Plan "Nerd" réclamé pour le Québec

dimanche 1er avril 2012, par Bénédicte Filippi

« Il est temps de créer, partager, communiquer, s’ouvrir », déclarait le député du Parti libéral québécois, Henri-François Gautrin, dans le cadre de la onzième édition de la conférence Webcom, qui se déroulait en novembre dernier. L’affirmation de M.Gautrin interpelait directement la fonction publique québécoise. Dans un contexte où « faire de la politique autrement » devient leitmotiv, l’initiative de gouvernement ouvert présentée par l’élu a de quoi séduire. Certains analystes avancent même qu’une véritable révolution culturelle pourrait se mettre en branle si l’idée était adoptée par la classe politique.

Un mouvement généralisé

Projet avant-gardiste, donc ? Pas pour autant. Le projet du député Gautrin s’inscrit dans une tendance des gouvernements occidentaux de s’ouvrir à leur population en libérant leurs données publiques et en adaptant leurs communications. Le courant communément désigné sous les termes open Gouv et open data a ainsi gagné au cours des cinq dernières années les États-Unis, le Royaume-Uni, l’Australie, la Nouvelle-Zélande et la France. Partout dans ces pays, les administrations s’efforcent de rendre accessibles des données publiques aux citoyens. Pour l’élu de Verdun, le temps est venu pour le Québec de se mettre à la page. « Il faut un espace où le citoyen produit, échange, utilise l’information en interagissant avec l’État à l’aide d’outils du Web 2.0 comme les médias sociaux, les blogues, les wikis », insiste-t-il.

Cerner la bête

M. Gautrin veut ainsi mettre de l’avant une nouvelle conception de l’appareil étatique. Dépassée la vision traditionnelle de l’État comme entité gérant des citoyens, l’État est dorénavant perçu comme regroupement de citoyens. Ce changement de vision suppose une transformation organisationnelle et communicationnelle. Le modèle actuel fondé sur l’accès à l’information à la demande, à travers la Loi sur l’accès à l’information, évoluerait vers un modèle où l’information serait disponible systémiquement et où la confidentialité seule doit être justifiée.

Un triangle vertueux

C’est le développement des technologies de l’information qui crée cette opportunité pour le gouvernement de transformer sa manière de diriger. En favorisant l’émergence d’un gouvernement ouvert, trois valeurs sont mises de l’avant. D’abord, la transparence.

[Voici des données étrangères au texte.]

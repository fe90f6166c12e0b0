//! Derivation of the large-object endpoint from a git remote URL.

use url::Url;

use crate::error::{ConfigError, ConfigResult};

/// Derive the large-object endpoint for a git remote URL.
///
/// HTTP(S) remotes gain a `.git` suffix (when missing) and `/info/lfs`. SSH and scp-style
/// remotes are mapped onto HTTPS on the same host and path.
///
/// # Errors
///
/// Returns [`ConfigError::InvalidUrl`] for unparsable URLs and
/// [`ConfigError::InvalidField`] for remote kinds without an HTTP endpoint (local paths).
pub fn endpoint_from_remote_url(remote_url: &str) -> ConfigResult<Url> {
    let trimmed = remote_url.trim();
    if trimmed.starts_with("http://") || trimmed.starts_with("https://") {
        let url = parse(trimmed)?;
        return Ok(with_lfs_suffix(url));
    }

    if trimmed.starts_with("ssh://") || trimmed.starts_with("git+ssh://") {
        let url = parse(trimmed)?;
        let host = url.host_str().ok_or_else(|| ConfigError::InvalidUrl {
            value: trimmed.to_string(),
            source: url::ParseError::EmptyHost,
        })?;
        let https = parse(&format!("https://{host}{}", url.path()))?;
        return Ok(with_lfs_suffix(https));
    }

    if let Some((authority, path)) = split_scp_like(trimmed) {
        let host = authority
            .rsplit_once('@')
            .map_or(authority, |(_, host)| host);
        let path = path.trim_start_matches('/');
        let https = parse(&format!("https://{host}/{path}"))?;
        return Ok(with_lfs_suffix(https));
    }

    Err(ConfigError::InvalidField {
        key: "remote.<name>.url".to_string(),
        value: trimmed.to_string(),
        reason: "remote has no http endpoint",
    })
}

fn parse(value: &str) -> ConfigResult<Url> {
    Url::parse(value).map_err(|source| ConfigError::InvalidUrl {
        value: value.to_string(),
        source,
    })
}

fn split_scp_like(value: &str) -> Option<(&str, &str)> {
    if value.contains("://") {
        return None;
    }
    let (authority, path) = value.split_once(':')?;
    if authority.is_empty() || authority.contains('/') || path.is_empty() {
        return None;
    }
    Some((authority, path))
}

fn with_lfs_suffix(mut url: Url) -> Url {
    let mut path = url.path().trim_end_matches('/').to_string();
    if !path.ends_with(".git") {
        path.push_str(".git");
    }
    path.push_str("/info/lfs");
    url.set_path(&path);
    url.set_query(None);
    url.set_fragment(None);
    url
}
//! `push` and `fetch`: scan pointer files and run them through the transfer queue.

use std::path::{Path, PathBuf};
use std::sync::Arc;

use anyhow::anyhow;
use largo_core::{Direction, TransferSummary};
use largo_telemetry::MetricsObserver;
use largo_transfer::{
    BasicAdapter, BatchClient, ObjectStore, PointerStream, RetryPolicy, ScanError, StreamError,
    TransferQueue, VerifyBudget, Verifier, pointer_channel, spawn_scan,
};
use tracing::{debug, info};

use crate::cli::TransferArgs;
use crate::client::{AppContext, CliError, CliResult};
use crate::output::render_summary;

pub(crate) async fn handle_push(ctx: &AppContext, args: TransferArgs) -> CliResult<()> {
    let summary = run_transfer(ctx, Direction::Upload, &args.paths).await?;
    finish(&summary, ctx.json)
}

pub(crate) async fn handle_fetch(ctx: &AppContext, args: TransferArgs) -> CliResult<()> {
    let summary = run_transfer(ctx, Direction::Download, &args.paths).await?;
    finish(&summary, ctx.json)
}

async fn run_transfer(
    ctx: &AppContext,
    direction: Direction,
    inputs: &[PathBuf],
) -> CliResult<TransferSummary> {
    let settings = ctx.settings.transfer()?;
    let endpoint = ctx.settings.endpoint(&ctx.remote, direction)?;
    let roots = scan_roots(ctx.repo.root(), ctx.repo.working_dir(), inputs)?;
    let store = ObjectStore::for_git_dir(ctx.repo.git_dir());

    let adapter = Arc::new(BasicAdapter::new(ctx.api.clone(), store.clone()));
    let batch = BatchClient::new(ctx.api.clone(), endpoint.clone());
    let mut queue = TransferQueue::new(direction, batch, adapter, settings.clone())
        .with_observer(Arc::new(MetricsObserver::new(ctx.metrics.clone())))
        .with_ref(
            ctx.ref_update
                .as_ref()
                .map(|update| update.right().clone()),
        );

    let scan = spawn_scan(ctx.repo.root().to_path_buf(), roots, settings.batch_size);
    let stream = match direction {
        Direction::Upload => {
            queue = queue.with_verifier(Verifier::new(
                ctx.api.clone(),
                Arc::new(VerifyBudget::new(settings.max_verifies)),
                RetryPolicy::from_settings(&settings),
                settings.activity_timeout,
            ));
            scan
        }
        Direction::Download => skip_present(scan, store, settings.batch_size),
    };

    info!(
        direction = direction.as_str(),
        remote = %ctx.remote,
        endpoint = %endpoint,
        "starting transfer"
    );
    queue
        .run_stream(stream)
        .await
        .map_err(|err| CliError::failure(anyhow!(err).context("pointer scan failed")))
}

/// Scan roots relative to the repository root for `inputs` given relative to the
/// working directory. No inputs means the whole repository.
fn scan_roots(root: &Path, working_dir: &Path, inputs: &[PathBuf]) -> CliResult<Vec<PathBuf>> {
    if inputs.is_empty() {
        return Ok(vec![PathBuf::new()]);
    }
    let root = root
        .canonicalize()
        .map_err(|err| CliError::failure(anyhow!("unable to resolve repository root: {err}")))?;
    inputs
        .iter()
        .map(|input| {
            let absolute = working_dir.join(input).canonicalize().map_err(|err| {
                CliError::validation(format!("cannot read {}: {err}", input.display()))
            })?;
            absolute
                .strip_prefix(&root)
                .map(Path::to_path_buf)
                .map_err(|_| {
                    CliError::validation(format!(
                        "{} is outside the repository",
                        input.display()
                    ))
                })
        })
        .collect()
}

/// Forward only pointers whose objects are not stored locally yet.
fn skip_present(mut scan: PointerStream, store: ObjectStore, capacity: usize) -> PointerStream {
    let (tx, stream) = pointer_channel(capacity);
    tokio::spawn(async move {
        while let Some(pointer) = scan.next_pointer().await {
            if store.contains(&pointer.oid, pointer.size).await {
                debug!(oid = %pointer.oid, path = %pointer.path.display(), "object already present");
                continue;
            }
            if !tx.send(pointer).await {
                break;
            }
        }
        let outcome = match scan.wait().await {
            Ok(()) => Ok(()),
            Err(StreamError::Scan(err)) => Err(err),
            Err(other) => Err(ScanError::Task {
                message: other.to_string(),
            }),
        };
        tx.finish(outcome);
    });
    stream
}

fn finish(summary: &TransferSummary, json: bool) -> CliResult<()> {
    render_summary(summary, json)?;
    if let Some(err) = &summary.protocol_error {
        return Err(CliError::failure(anyhow::Error::new(err.clone())));
    }
    let failed = summary.failed().count();
    if failed > 0 {
        return Err(CliError::failure(anyhow!(
            "{failed} of {} objects failed",
            summary.reports.len()
        )));
    }
    Ok(())
}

En libérant les données, le gouvernement souhaite améliorer l’accès à l’information. Cette vertu malmenée dans les dossiers relatifs à l’industrie de la construction, à l’exploitation du gaz de schiste et au Plan Nord, entre autres, peut s’affermir avec l’instauration de nouvelles pratiques gouvernementales. En faisant davantage preuve de transparence, « les gouvernements peuvent permettre aux citoyens de suivre plus facilement la réalisation des mandats autant que le pilotage des actions pour les réaliser », confirme Mario Asselin, directeur général d’Opposum, entreprise spécialisée dans l’apprentissage des technologies de l’information.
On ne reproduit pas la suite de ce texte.